Instances of Worst-Case Scenario Based Analysis Pushback by the FCC
11 Pages Posted: 3 Feb 2015 Last revised: 12 Mar 2015
Date Written: March 5, 2015
The FCC frequently uses worst-case scenario analysis as the basis for its decisions. However, there are instances where the FCC pushes back on these worst-case scenarios. In these instances, the FCC bases its decision on the practical realities of a situation and adopts a final decision that balances a range of factors implicated in the situation. This pushback occurred in a variety of contexts including dismissing concerns about out-of-band emissions in an advanced wireless services rule change, balancing daytime-only AM radio station post-sunset power limits with interference concerns, adopting a procedure for setting a separation distance that reflects practical interference concerns, developing realistic restrictions for UHF noise figure requirements, dismissing interference concerns around the use of ancillary terrestrial services by mobile satellite service providers, considering a waivers request by ultrawideband service providers, and refusing to act on unrealistic interference scenarios when considering whether to approve new satellite services.

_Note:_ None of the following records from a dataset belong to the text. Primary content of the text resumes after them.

use std::sync::Arc;

use anyhow::Result;
use console::style;
use serde_json::json;

use crate::core::setup::{
    BatchReport, SetupContext, SetupInputs, StepId, StepOutcome, parse_step_list, run_steps,
};
use crate::core::state::{ACTIVATED_FLAG, LAST_SETUP_FLAG, StepState};
use crate::core::terminal::{
    GuideSection, print_error, print_info, print_pending, print_skip, print_step, print_success,
};

pub async fn run_quick_setup(inputs: SetupInputs, json_output: bool) -> Result<i32> {
    let ctx = Arc::new(SetupContext::from_platform());
    if !json_output {
        print_step("Running ClawFriend setup...");
        println!();
    }
    let report = run_steps(ctx, &StepId::ALL, &inputs).await;
    finish(&report, json_output)
}

pub async fn run_step_list(list: &str, inputs: SetupInputs, json_output: bool) -> Result<i32> {
    let steps = match parse_step_list(list) {
        Ok(steps) => steps,
        Err(e) => {
            if json_output {
                let body = json!({"success": false, "error": e.to_string()});
                println!("{}", serde_json::to_string_pretty(&body)?);
            } else {
                print_error(&e.to_string());
                print_info(&format!(
                    "Known steps: {}",
                    StepId::ALL.map(StepId::as_str).join(", ")
                ));
            }
            return Ok(1);
        }
    };

    let ctx = Arc::new(SetupContext::from_platform());
    let report = run_steps(ctx, &steps, &inputs).await;
    finish(&report, json_output)
}

fn finish(report: &BatchReport, json_output: bool) -> Result<i32> {
    if json_output {
        println!("{}", serde_json::to_string_pretty(&report.to_json())?);
    } else {
        print_report(report);
    }
    Ok(if report.all_succeeded() { 0 } else { 1 })
}

fn print_report(report: &BatchReport) {
    for entry in &report.reports {
        let line = format!("{}: {}", entry.step.as_str(), entry.outcome.message());
        match &entry.outcome {
            StepOutcome::Done { .. } => print_success(&line),
            StepOutcome::Skipped { .. } => print_skip(&line),
            StepOutcome::Failed { .. } => print_error(&line),
            StepOutcome::Blocked { .. } => print_pending(&line),
        }
    }

    if let Some(StepOutcome::Done {
        data: Some(data), ..
    }) = report.get(StepId::WalletAndRegister)
        && let Some(claim_url) = data["claimUrl"].as_str()
    {
        let mut section = GuideSection::new("Claim your agent")
            .status("Claim URL", &style(claim_url).underlined().cyan().to_string());
        if let Some(code) = data["verificationCode"].as_str() {
            section = section.status("Verification code", code);
        }
        section
            .blank()
            .text("Share the link with the owner; the activation monitor reports when it is done.")
            .print();
    }

    let failed = report.failed();
    if !failed.is_empty() {
        let names: Vec<&str> = failed.iter().map(|s| s.as_str()).collect();
        println!(
            "\n Retry with {}\n",
            style(format!("clawfriend run-steps {}", names.join(","))).cyan()
        );
    }
}

pub async fn run_status() -> Result<()> {
    let ctx = SetupContext::from_platform();
    let doc = ctx.state.snapshot().await?;
    let statuses = doc.step_statuses();

    print_step("Setup status");
    for step in StepId::ALL {
        let name = step.as_str();
        match statuses.get(name) {
            Some(status) => {
                let line = match &status.error {
                    Some(err) => format!("{} ({}): {}", name, status.timestamp, err),
                    None => format!("{} ({})", name, status.timestamp),
                };
                match status.status {
                    StepState::Done => print_success(&line),
                    StepState::Skipped => print_skip(&line),
                    StepState::Error => print_error(&line),
                    StepState::Pending | StepState::Running => print_pending(&line),
                }
            }
            None => print_pending(&format!("{} (not run)", name)),
        }
    }

    let mut section = GuideSection::new("Agent").status(
        "Activated",
        if doc.bool_flag(ACTIVATED_FLAG) { "yes" } else { "no" },
    );
    if let Some(at) = doc.flag(LAST_SETUP_FLAG).and_then(|v| v.as_str()) {
        section = section.status("Last setup", at);
    }
    section = section.status("State file", &ctx.state.path().display().to_string());
    section.print();
    println!();
    Ok(())
}

pub async fn run_reset() -> Result<()> {
    let ctx = SetupContext::from_platform();
    ctx.state.update(|doc| doc.clear_step_statuses()).await?;
    print_success("Step statuses cleared.");
    Ok(())
}
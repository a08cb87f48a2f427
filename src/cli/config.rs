use anyhow::Result;

use crate::core::config::{API_DOMAIN, mask_secret};
use crate::core::setup::{SetupContext, validate_endpoint};
use crate::core::terminal::{GuideSection, print_error, print_info, print_success};

pub async fn run_config_command(args: &[String]) -> Result<i32> {
    let sub_cmd = args.get(2).map(String::as_str).unwrap_or("");
    let ctx = SetupContext::from_platform();

    match sub_cmd {
        "get" => {
            if let Some(key) = args.get(3) {
                match ctx.config.get(key).await? {
                    Some(value) => {
                        println!("{}", mask_secret(key, &value));
                        Ok(0)
                    }
                    None => {
                        print_error(&format!("{} is not set", key));
                        Ok(1)
                    }
                }
            } else {
                let entries = ctx.config.entries().await?;
                if entries.is_empty() {
                    print_info(&format!("No settings in {}", ctx.config.path().display()));
                    return Ok(0);
                }
                let mut section = GuideSection::new("Settings");
                for (key, value) in &entries {
                    section = section.status(key, &mask_secret(key, value));
                }
                section.print();
                println!();
                Ok(0)
            }
        }
        "set" => {
            let (Some(key), Some(value)) = (args.get(3), args.get(4)) else {
                print_error("Usage: clawfriend config set <KEY> <VALUE>");
                return Ok(2);
            };
            let value = if key == API_DOMAIN {
                validate_endpoint(value)?
            } else {
                value.trim().to_string()
            };
            ctx.config.set([(key.as_str(), value.as_str())]).await?;
            print_success(&format!("{} updated", key));
            Ok(0)
        }
        _ => {
            GuideSection::new("clawfriend config")
                .command("get [KEY]", "Show one or all settings (secrets masked)")
                .command("set <KEY> <VALUE>", "Update a setting")
                .print();
            println!();
            Ok(if sub_cmd.is_empty() { 0 } else { 2 })
        }
    }
}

Two factors were present in each of these decisions. First, the worst-case scenario was implausible because it required several unlikely events to occur simultaneously. Second, if the worst-case scenario dictated the decision, the FCC would be required to adopt a conservative approach that overvalued one factor relative to other important factors in the decision mix. Where the FCC rejected worst-case driven decision-making, it adopted a final decision that balanced a range of pertinent factors.